Work required »
Pull every line holding the word "controllers" out of the data and copy it.

Exercise data »
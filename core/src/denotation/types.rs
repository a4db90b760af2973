use crate::types::AsAny;
use serde::{Deserialize, Serialize};
use std::fmt;
use std::sync::Arc;

/// **COMPONENT DENOTATION**
///
/// Immutable descriptor of a wanted component. Denotations are plain data;
/// two requests for a component are the same request only when they share
/// the same `Arc` allocation.
pub trait ComponentDenotation: AsAny + fmt::Debug {
    /// Type name used in diagnostics, e.g. `hydrux.StaticDomainSupplier`.
    fn type_signature(&self) -> &'static str;

    /// Scope the component must live in. `None` means the resolving scope.
    fn scope(&self) -> Option<&Arc<ScopeDenotation>> {
        None
    }

    /// Module supplying the factory. `None` means the platform module.
    fn module(&self) -> Option<&Arc<UxModule>> {
        None
    }
}

/// Descriptor of a node in the scope tree.
#[derive(Debug, Default)]
pub struct ScopeDenotation {
    pub name: String,
    pub default_domain: Option<Arc<dyn ComponentDenotation>>,
    pub controllers: Vec<Arc<dyn ComponentDenotation>>,
}

impl ScopeDenotation {
    pub fn new(name: impl Into<String>) -> Self {
        Self {
            name: name.into(),
            default_domain: None,
            controllers: Vec::new(),
        }
    }

    pub fn with_default_domain(mut self, supplier: Arc<dyn ComponentDenotation>) -> Self {
        self.default_domain = Some(supplier);
        self
    }

    pub fn with_controller(mut self, controller: Arc<dyn ComponentDenotation>) -> Self {
        self.controllers.push(controller);
        self
    }
}

/// A loadable code unit supplying component factories and processors.
#[derive(Debug, Clone, PartialEq, Eq, Serialize, Deserialize)]
pub struct UxModule {
    pub name: String,
    pub path: String,
}

impl UxModule {
    pub fn new(name: impl Into<String>, path: impl Into<String>) -> Self {
        Self {
            name: name.into(),
            path: path.into(),
        }
    }
}

/// Top-level descriptor of a hosted application.
#[derive(Debug, Default)]
pub struct ApplicationDenotation {
    pub application_id: String,
    pub title: String,
    pub root_scope: Option<Arc<ScopeDenotation>>,
}

impl ApplicationDenotation {
    pub fn new(application_id: impl Into<String>, root_scope: Arc<ScopeDenotation>) -> Self {
        Self {
            application_id: application_id.into(),
            title: String::new(),
            root_scope: Some(root_scope),
        }
    }

    pub fn with_title(mut self, title: impl Into<String>) -> Self {
        self.title = title.into();
        self
    }
}
use crate::application::HxApplication;
use crate::denotation::{ComponentDenotation, ScopeDenotation, SessionDenotation};
use crate::dispatch::DialogComponent;
use crate::domain::DomainSupplier;
use crate::errors::{error_codes, HxError};
use crate::module::CreationContext;
use crate::reason::{non_empty_or_not_found, value_or_not_found, Maybe, Reason};
use crate::request::Evaluable;
use crate::scope::types::HxScope;
use crate::session::{SessionFactory, SessionHolder};
use crate::types::{identity_key, BoxFuture, Component};
use log::debug;
use std::any::{type_name, Any};
use std::sync::Arc;
use tokio::sync::OnceCell;

impl HxScope {
    /// Creates a scope and resolves its controllers. The scope is only handed
    /// out once every controller exists.
    pub(crate) async fn create(
        application: HxApplication,
        denotation: Arc<ScopeDenotation>,
        parent: Option<HxScope>,
    ) -> Result<HxScope, HxError> {
        let scope = HxScope::new_node(&application, denotation, parent.as_ref());
        debug!("Creating {}", scope);

        for controller in &scope.inner.denotation.controllers {
            scope.resolve_component(Arc::clone(controller)).await?;
        }
        Ok(scope)
    }

    /// **COMPONENT RESOLUTION**
    ///
    /// 1. Owning scope: the caller when the denotation declares none, else the
    ///    nearest ancestor created for the declared scope, else a child of the
    ///    caller created for it
    /// 2. Cache lookup on the owning scope by denotation identity
    /// 3. On miss, the factory of the denotation's module builds the component
    ///
    /// Concurrent resolutions of one denotation on one scope share a single
    /// factory call.
    pub fn resolve_component(
        &self,
        denotation: Arc<dyn ComponentDenotation>,
    ) -> BoxFuture<'static, Result<Component, HxError>> {
        let scope = self.clone();
        Box::pin(async move {
            let owner = scope.owning_scope(denotation.as_ref()).await?;
            owner.resolve_own(denotation).await
        })
    }

    /// Typed [`resolve_component`](Self::resolve_component).
    pub async fn resolve<C: Any + Send + Sync>(
        &self,
        denotation: Arc<dyn ComponentDenotation>,
    ) -> Result<Arc<C>, HxError> {
        let signature = denotation.type_signature();
        self.resolve_component(denotation)
            .await?
            .downcast::<C>()
            .map_err(|_| {
                HxError::resolution(
                    error_codes::COMPONENT_TYPE_MISMATCH,
                    format!("{} did not resolve to a {}", signature, type_name::<C>()),
                )
            })
    }

    pub async fn resolve_domain_supplier(
        &self,
        denotation: Arc<dyn ComponentDenotation>,
    ) -> Result<Arc<DomainSupplier>, HxError> {
        self.resolve::<DomainSupplier>(denotation).await
    }

    pub async fn resolve_session_factory(
        &self,
        denotation: Arc<dyn ComponentDenotation>,
    ) -> Result<Arc<SessionFactory>, HxError> {
        self.resolve::<SessionFactory>(denotation).await
    }

    /// Opens a new session from the factory `denotation` names. The session
    /// itself is not cached.
    pub async fn resolve_session(
        &self,
        denotation: &SessionDenotation,
    ) -> Result<SessionHolder, HxError> {
        let factory = denotation.factory.as_ref().ok_or_else(|| {
            HxError::configuration(
                error_codes::MISSING_SESSION_FACTORY,
                format!("No factory configured for session in {}", self),
            )
        })?;
        let factory = self.resolve_session_factory(Arc::clone(factory)).await?;
        Ok(SessionHolder::new(factory.new_session()))
    }

    pub async fn resolve_controller<C: Any + Send + Sync>(
        &self,
        denotation: Arc<dyn ComponentDenotation>,
    ) -> Result<Arc<C>, HxError> {
        self.resolve::<C>(denotation).await
    }

    pub async fn resolve_view<V: Any + Send + Sync>(
        &self,
        denotation: Arc<dyn ComponentDenotation>,
    ) -> Result<Arc<V>, HxError> {
        self.resolve::<V>(denotation).await
    }

    /// Component consuming the data of a view, typically bound to a session.
    pub async fn resolve_data_consumer<C: Any + Send + Sync>(
        &self,
        denotation: Arc<dyn ComponentDenotation>,
    ) -> Result<Arc<C>, HxError> {
        self.resolve::<C>(denotation).await
    }

    pub async fn resolve_selection_event_source<C: Any + Send + Sync>(
        &self,
        denotation: Arc<dyn ComponentDenotation>,
    ) -> Result<Arc<C>, HxError> {
        self.resolve::<C>(denotation).await
    }

    pub async fn resolve_request_dialog<R: Evaluable>(
        &self,
        denotation: Arc<dyn ComponentDenotation>,
    ) -> Result<Arc<DialogComponent<R>>, HxError> {
        self.resolve::<DialogComponent<R>>(denotation).await
    }

    async fn owning_scope(
        &self,
        denotation: &dyn ComponentDenotation,
    ) -> Result<HxScope, HxError> {
        let Some(scope_denotation) = denotation.scope() else {
            return Ok(self.clone());
        };
        if let Some(ancestor) = self.find_ancestor(scope_denotation) {
            return Ok(ancestor);
        }
        self.child_scope(Arc::clone(scope_denotation)).await
    }

    /// Child of this scope for `denotation`, created at most once.
    pub fn child_scope(
        &self,
        denotation: Arc<ScopeDenotation>,
    ) -> BoxFuture<'static, Result<HxScope, HxError>> {
        let slot = Arc::clone(
            self.inner
                .children
                .lock()
                .get_or_insert_with(&denotation, || Arc::new(OnceCell::new())),
        );
        let parent = self.clone();
        Box::pin(async move {
            slot.get_or_try_init(move || async move {
                let application = parent.application()?;
                HxScope::create(application, denotation, Some(parent)).await
            })
            .await
            .cloned()
        })
    }

    async fn resolve_own(
        &self,
        denotation: Arc<dyn ComponentDenotation>,
    ) -> Result<Component, HxError> {
        let slot = Arc::clone(
            self.inner
                .components
                .lock()
                .get_or_insert_with(&denotation, || Arc::new(OnceCell::new())),
        );
        slot.get_or_try_init(|| self.create_component(Arc::clone(&denotation)))
            .await
            .cloned()
    }

    async fn create_component(
        &self,
        denotation: Arc<dyn ComponentDenotation>,
    ) -> Result<Component, HxError> {
        let application = self.application()?;
        let module = application.resolve_module(denotation.module()).await?;
        let factory = module.component_registry().resolve_factory(denotation.as_ref())?;

        debug!("Creating {} in {}", denotation.type_signature(), self);
        let context = CreationContext::new(application.clone(), self.clone());
        let component = factory(denotation, context).await?;

        application.register_component(&component, self);
        Ok(component)
    }

    /// Drops the cache entry holding exactly `component`, so the next
    /// resolution of its denotation builds a new instance.
    pub(crate) fn evict(&self, component_key: usize) -> Maybe<Arc<dyn ComponentDenotation>> {
        let mut components = self.inner.components.lock();
        let denotation = components.find_key(|slot| {
            slot.get()
                .is_some_and(|cached| identity_key(cached) == component_key)
        });
        let denotation = value_or_not_found(denotation, || {
            format!("Component not found in what is allegedly its scope: {}", self)
        })?;
        components.remove(&denotation);
        Ok(denotation)
    }

    /// Denotation this scope resolved `component` from.
    pub fn find_denotation_for<C: ?Sized>(
        &self,
        component: &Arc<C>,
    ) -> Maybe<Arc<dyn ComponentDenotation>> {
        let key = identity_key(component);
        let found = self.inner.components.lock().find_key(|slot| {
            slot.get()
                .is_some_and(|cached| identity_key(cached) == key)
        });
        value_or_not_found(found, || {
            format!("Component not found in what is allegedly its scope: {}", self)
        })
    }

    /// Releases `component` through the application, which owns the
    /// component to scope mapping.
    pub fn release<C: ?Sized>(&self, component: &Arc<C>) -> Maybe<bool> {
        self.application()
            .map_err(HxError::into_reason)?
            .release_component(component)
    }

    /// **EFFECTIVE DOMAIN**
    ///
    /// The scope's own default domain supplier, else the parent's domain,
    /// else the domain id of the host settings. Memoised once satisfied;
    /// concurrent callers share one resolution.
    pub fn domain(&self) -> BoxFuture<'static, Maybe<String>> {
        let scope = self.clone();
        Box::pin(async move {
            scope
                .inner
                .domain
                .get_or_try_init(|| scope.compute_domain())
                .await
                .cloned()
        })
    }

    async fn compute_domain(&self) -> Maybe<String> {
        if let Some(supplier) = &self.inner.denotation.default_domain {
            return self.supply_domain(supplier).await;
        }
        if let Some(parent) = self.parent() {
            return parent.domain().await;
        }

        let application = self.application().map_err(HxError::into_reason)?;
        non_empty_or_not_found(application.host_settings().domain_id(), || {
            format!("No domain configured for {}", self)
        })
    }

    /// Domain of `supplier`, or of this scope when no supplier is given.
    pub async fn resolve_domain(
        &self,
        supplier: Option<&Arc<dyn ComponentDenotation>>,
    ) -> Maybe<String> {
        match supplier {
            Some(supplier) => self.supply_domain(supplier).await,
            None => self.domain().await,
        }
    }

    async fn supply_domain(&self, supplier: &Arc<dyn ComponentDenotation>) -> Maybe<String> {
        let resolved = self
            .resolve_domain_supplier(Arc::clone(supplier))
            .await
            .map_err(HxError::into_reason)?;

        resolved.get_domain().await.map_err(|reason| {
            Reason::new(
                reason.kind,
                format!(
                    "Unable to resolve domain id for domain supplier [{}] in {}",
                    supplier.type_signature(),
                    self
                ),
            )
            .with_reason(reason)
        })
    }
}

Worked solution »
    pub controllers: Vec<Arc<dyn ComponentDenotation>>,
            controllers: Vec::new(),
        self.controllers.push(controller);
    /// Creates a scope and resolves its controllers. The scope is only handed
        for controller in &scope.inner.denotation.controllers {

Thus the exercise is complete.